The Commission has authorized the Hornsdale Power Reserves megawatt increase and consulted the public about the company's electricity generation license. The Commission's final decision was released on June 13, 2020.
"The Commission assessed Hornsdale Power Reserve Pty Ltd’s application for an electricity generation licence against the relevant provisions of the Electricity Act 1996 and the Essential Services Commission Act 2002 and determined that all relevant criteria under those Acts have been satisfied. It has therefore approved the application,” it said in an official statement.
According to Renew Economy, The Hornsdale Power Reserve has finished its 50% expansion with Tesla’s Powerpacks. The full power of the reserve is now 150MW/194MWh from 100MW/129MWh. Besides electricity generation, Tesla’s Powerpacks are expected to provide other services that have yet to be defined.

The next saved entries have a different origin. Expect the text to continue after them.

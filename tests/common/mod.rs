//! Shared test utilities and fixtures
//!
//! In-memory stand-ins for the settings store and the checkpoint service.

#![allow(dead_code)]

use std::collections::HashSet;
use std::sync::{Arc, Mutex};

use serde_json::Value;
use tokio::sync::Notify;

use agentdeck_core::{CheckpointService, ServiceError, ServiceFut, SettingsStore};
use agentdeck_types::{
    CheckpointScope, CheckpointSettings, CheckpointStrategy, KeepCount, ProxySettings,
    SettingsDocument,
};

/// One observable call on [`RecordingStore`].
#[derive(Debug, Clone, Copy, PartialEq, Eq, Hash)]
pub enum Call {
    Persist,
    Hooks,
    Proxy,
    BinaryPath,
}

/// Parks the first `commit_hooks` call: signals `entered`, then waits for `release`.
pub struct HooksGate {
    pub entered: Arc<Notify>,
    pub release: Arc<Notify>,
}

/// Settings store that records every call and fails on demand.
#[derive(Default)]
pub struct RecordingStore {
    document: Option<SettingsDocument>,
    binary_path: Option<String>,
    proxy: ProxySettings,
    gate: Option<Arc<Notify>>,
    hooks_gate: Mutex<Option<HooksGate>>,
    failing: Mutex<HashSet<Call>>,
    calls: Mutex<Vec<Call>>,
    persisted: Mutex<Vec<SettingsDocument>>,
    hooks: Mutex<Vec<Value>>,
    proxies: Mutex<Vec<ProxySettings>>,
    binary_paths: Mutex<Vec<String>>,
}

impl RecordingStore {
    /// Store whose `load_document` fails.
    pub fn unavailable() -> Self {
        Self::default()
    }

    pub fn with_document(document: Value) -> Self {
        Self {
            document: Some(SettingsDocument::from_value(document).expect("test document is an object")),
            ..Self::default()
        }
    }

    pub fn binary_path(mut self, path: &str) -> Self {
        self.binary_path = Some(path.to_string());
        self
    }

    pub fn proxy(mut self, proxy: ProxySettings) -> Self {
        self.proxy = proxy;
        self
    }

    /// `persist_document` waits for `gate` before completing.
    pub fn gated(mut self, gate: Arc<Notify>) -> Self {
        self.gate = Some(gate);
        self
    }

    pub fn gated_hooks(self, gate: HooksGate) -> Self {
        *self.hooks_gate.lock().unwrap() = Some(gate);
        self
    }

    pub fn fail_on(&self, call: Call) {
        self.failing.lock().unwrap().insert(call);
    }

    pub fn clear_failures(&self) {
        self.failing.lock().unwrap().clear();
    }

    pub fn calls(&self) -> Vec<Call> {
        self.calls.lock().unwrap().clone()
    }

    pub fn persisted(&self) -> Vec<SettingsDocument> {
        self.persisted.lock().unwrap().clone()
    }

    pub fn last_persisted(&self) -> Option<Value> {
        self.persisted
            .lock()
            .unwrap()
            .last()
            .cloned()
            .map(SettingsDocument::into_value)
    }

    pub fn committed_hooks(&self) -> Vec<Value> {
        self.hooks.lock().unwrap().clone()
    }

    pub fn committed_proxies(&self) -> Vec<ProxySettings> {
        self.proxies.lock().unwrap().clone()
    }

    pub fn committed_binary_paths(&self) -> Vec<String> {
        self.binary_paths.lock().unwrap().clone()
    }

    fn record(&self, call: Call) -> Result<(), ServiceError> {
        self.calls.lock().unwrap().push(call);
        if self.failing.lock().unwrap().contains(&call) {
            return Err(ServiceError::Rejected(format!("{call:?} refused")));
        }
        Ok(())
    }
}

impl SettingsStore for RecordingStore {
    fn load_document(&self) -> ServiceFut<'_, SettingsDocument> {
        Box::pin(async move {
            self.document
                .clone()
                .ok_or_else(|| ServiceError::Unavailable("settings document".to_string()))
        })
    }

    fn persist_document<'a>(&'a self, document: &'a SettingsDocument) -> ServiceFut<'a, ()> {
        Box::pin(async move {
            if let Some(gate) = &self.gate {
                gate.notified().await;
            }
            self.record(Call::Persist)?;
            self.persisted.lock().unwrap().push(document.clone());
            Ok(())
        })
    }

    fn load_binary_path(&self) -> ServiceFut<'_, Option<String>> {
        Box::pin(async move { Ok(self.binary_path.clone()) })
    }

    fn load_proxy(&self) -> ServiceFut<'_, ProxySettings> {
        Box::pin(async move { Ok(self.proxy.clone()) })
    }

    fn commit_hooks(&self, hooks: Value) -> ServiceFut<'_, ()> {
        Box::pin(async move {
            let gate = self.hooks_gate.lock().unwrap().take();
            if let Some(gate) = gate {
                gate.entered.notify_one();
                gate.release.notified().await;
            }
            self.record(Call::Hooks)?;
            self.hooks.lock().unwrap().push(hooks);
            Ok(())
        })
    }

    fn commit_proxy(&self, proxy: ProxySettings) -> ServiceFut<'_, ()> {
        Box::pin(async move {
            self.record(Call::Proxy)?;
            self.proxies.lock().unwrap().push(proxy);
            Ok(())
        })
    }

    fn commit_binary_path(&self, path: String) -> ServiceFut<'_, ()> {
        Box::pin(async move {
            self.record(Call::BinaryPath)?;
            self.binary_paths.lock().unwrap().push(path);
            Ok(())
        })
    }
}

/// Checkpoint service over an in-memory checkpoint count.
pub struct ScriptedCheckpoints {
    settings: Mutex<CheckpointSettings>,
    fail_settings: Mutex<bool>,
    cleanups: Mutex<Vec<usize>>,
    updates: Mutex<Vec<(bool, CheckpointStrategy)>>,
}

impl ScriptedCheckpoints {
    pub fn new(total: usize) -> Self {
        Self {
            settings: Mutex::new(CheckpointSettings {
                auto_checkpoint_enabled: true,
                checkpoint_strategy: CheckpointStrategy::default(),
                total_checkpoints: total,
            }),
            fail_settings: Mutex::new(false),
            cleanups: Mutex::new(Vec::new()),
            updates: Mutex::new(Vec::new()),
        }
    }

    pub fn fail_settings(&self, fail: bool) {
        *self.fail_settings.lock().unwrap() = fail;
    }

    /// Keep counts received by `cleanup_checkpoints`.
    pub fn cleanups(&self) -> Vec<usize> {
        self.cleanups.lock().unwrap().clone()
    }

    pub fn updates(&self) -> Vec<(bool, CheckpointStrategy)> {
        self.updates.lock().unwrap().clone()
    }
}

impl CheckpointService for ScriptedCheckpoints {
    fn checkpoint_settings<'a>(
        &'a self,
        _scope: &'a CheckpointScope,
    ) -> ServiceFut<'a, CheckpointSettings> {
        Box::pin(async move {
            if *self.fail_settings.lock().unwrap() {
                return Err(ServiceError::Unavailable("checkpoint service".to_string()));
            }
            Ok(*self.settings.lock().unwrap())
        })
    }

    fn update_checkpoint_settings<'a>(
        &'a self,
        _scope: &'a CheckpointScope,
        enabled: bool,
        strategy: CheckpointStrategy,
    ) -> ServiceFut<'a, ()> {
        Box::pin(async move {
            self.updates.lock().unwrap().push((enabled, strategy));
            let mut settings = self.settings.lock().unwrap();
            settings.auto_checkpoint_enabled = enabled;
            settings.checkpoint_strategy = strategy;
            Ok(())
        })
    }

    fn cleanup_checkpoints<'a>(
        &'a self,
        _scope: &'a CheckpointScope,
        keep: KeepCount,
    ) -> ServiceFut<'a, usize> {
        Box::pin(async move {
            self.cleanups.lock().unwrap().push(keep.get());
            let mut settings = self.settings.lock().unwrap();
            let removed = settings.total_checkpoints.saturating_sub(keep.get());
            settings.total_checkpoints -= removed;
            Ok(removed)
        })
    }
}

pub fn test_scope() -> CheckpointScope {
    CheckpointScope::new("session-test", "project-test", "/tmp/agentdeck-project")
}
//! Integration test modules.

mod file_store;
mod save_cycle;
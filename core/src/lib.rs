//! Settings reconciliation logic for Agentdeck.
//!
//! Decoding a loosely-typed settings document into editable lists, encoding
//! them back, assembling the document to persist, and the contracts of the
//! external services that store it. Nothing here holds state between calls.

mod assemble;
mod env;
pub mod installations;
mod rules;
pub mod services;

pub use assemble::assemble;
pub use env::{decode_env, encode_env};
pub use installations::{Installation, InstallationSource, discover_installations, select_best};
pub use rules::{decode_rules, encode_rules};
pub use services::{CheckpointService, ServiceError, ServiceFut, SettingsStore};
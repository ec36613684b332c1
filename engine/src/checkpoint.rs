//! Checkpoint strategy and retention.
//!
//! Strategy and the auto-checkpoint flag are saved straight through the
//! checkpoint service; they take no part in the dirty-section save cycle.

use std::sync::Arc;

use thiserror::Error;

use agentdeck_core::{CheckpointService, ServiceError};
use agentdeck_types::{
    CheckpointScope, CheckpointSettings, CheckpointStrategy, KeepCount, KeepCountError,
};

#[derive(Debug, Error)]
pub enum CheckpointError {
    #[error(transparent)]
    Validation(#[from] KeepCountError),
    #[error("checkpoint service failed: {0}")]
    Service(#[from] ServiceError),
}

pub struct CheckpointRetention {
    service: Arc<dyn CheckpointService>,
    scope: CheckpointScope,
    enabled: bool,
    strategy: CheckpointStrategy,
    total: usize,
}

impl CheckpointRetention {
    pub async fn load(
        service: Arc<dyn CheckpointService>,
        scope: CheckpointScope,
    ) -> Result<Self, CheckpointError> {
        let settings = service.checkpoint_settings(&scope).await?;
        tracing::debug!(
            enabled = settings.auto_checkpoint_enabled,
            strategy = %settings.checkpoint_strategy,
            total = settings.total_checkpoints,
            "Checkpoint settings loaded"
        );
        Ok(Self {
            service,
            scope,
            enabled: settings.auto_checkpoint_enabled,
            strategy: settings.checkpoint_strategy,
            total: settings.total_checkpoints,
        })
    }

    #[must_use]
    pub fn scope(&self) -> &CheckpointScope {
        &self.scope
    }

    #[must_use]
    pub fn enabled(&self) -> bool {
        self.enabled
    }

    /// The chosen strategy, kept even while auto-checkpointing is off.
    #[must_use]
    pub fn strategy(&self) -> CheckpointStrategy {
        self.strategy
    }

    /// The strategy in force; none while auto-checkpointing is off.
    #[must_use]
    pub fn effective_strategy(&self) -> Option<CheckpointStrategy> {
        self.enabled.then_some(self.strategy)
    }

    #[must_use]
    pub fn total(&self) -> usize {
        self.total
    }

    pub fn set_enabled(&mut self, enabled: bool) {
        self.enabled = enabled;
    }

    pub fn set_strategy(&mut self, strategy: CheckpointStrategy) {
        self.strategy = strategy;
    }

    #[must_use]
    pub fn settings(&self) -> CheckpointSettings {
        CheckpointSettings {
            auto_checkpoint_enabled: self.enabled,
            checkpoint_strategy: self.strategy,
            total_checkpoints: self.total,
        }
    }

    /// Send the flag and the retained strategy to the service.
    pub async fn save(&self) -> Result<(), CheckpointError> {
        self.service
            .update_checkpoint_settings(&self.scope, self.enabled, self.strategy)
            .await?;
        tracing::info!(enabled = self.enabled, strategy = %self.strategy, "Checkpoint settings saved");
        Ok(())
    }

    /// Whether a cleanup to `keep` would remove anything.
    #[must_use]
    pub fn can_cleanup(&self, keep: KeepCount) -> bool {
        self.total > keep.get()
    }

    /// Keep the `keep` most recent checkpoints; returns how many were removed.
    ///
    /// `keep` is validated before the service is called. Nothing to remove is
    /// a successful zero.
    pub async fn request_cleanup(&mut self, keep: usize) -> Result<usize, CheckpointError> {
        let keep = KeepCount::new(keep)?;
        let removed = self.service.cleanup_checkpoints(&self.scope, keep).await?;
        tracing::info!(%keep, removed, "Checkpoint cleanup finished");

        match self.service.checkpoint_settings(&self.scope).await {
            Ok(settings) => self.total = settings.total_checkpoints,
            Err(e) => {
                tracing::warn!("Failed to refresh checkpoint count: {e}");
                self.total = self.total.saturating_sub(removed);
            }
        }
        Ok(removed)
    }
}
use serde::{Deserialize, Serialize};

/// Outbound proxy configuration exported to the agent process.
#[derive(Debug, Clone, Default, PartialEq, Eq, Serialize, Deserialize)]
pub struct ProxySettings {
    #[serde(default)]
    pub enabled: bool,
    #[serde(default)]
    pub http_proxy: String,
    #[serde(default)]
    pub https_proxy: String,
    #[serde(default)]
    pub no_proxy: String,
    #[serde(default)]
    pub all_proxy: String,
}

impl ProxySettings {
    /// Environment variables this configuration exports; empty when disabled.
    #[must_use]
    pub fn env_pairs(&self) -> Vec<(&'static str, &str)> {
        if !self.enabled {
            return Vec::new();
        }
        [
            ("HTTP_PROXY", self.http_proxy.as_str()),
            ("HTTPS_PROXY", self.https_proxy.as_str()),
            ("NO_PROXY", self.no_proxy.as_str()),
            ("ALL_PROXY", self.all_proxy.as_str()),
        ]
        .into_iter()
        .filter(|(_, value)| !value.trim().is_empty())
        .collect()
    }
}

The Hornsdale Power Reserve will provide “synthetic inertia” to the grid, acting as a virtual power plant that Tesla has dubbed its' Virtual Machine Mode (VMM). In addition to the reserve's inertial benefits, Tesla’s Autobidder platform may help regulate the input and output of energy in its Powerpacks at Hornsdale.
Besides South Australia, Tesla was granted an electricity generation license in the UK. Given the similarities between the licenses, Tesla could construct a similar facility—like the Hornsdale Power Reserve—in the European country and provide support to the grid.
Tesla also registered Giga Shanghai as an electricity generator and transmission business in China, completing the Energy Department’s growth in key parts of the world. Back home, in the United States, Tesla has partnered with PG&E to install its Megapacks in Moss Landing. The project is poised to be one of the largest energy storage facilities in the world.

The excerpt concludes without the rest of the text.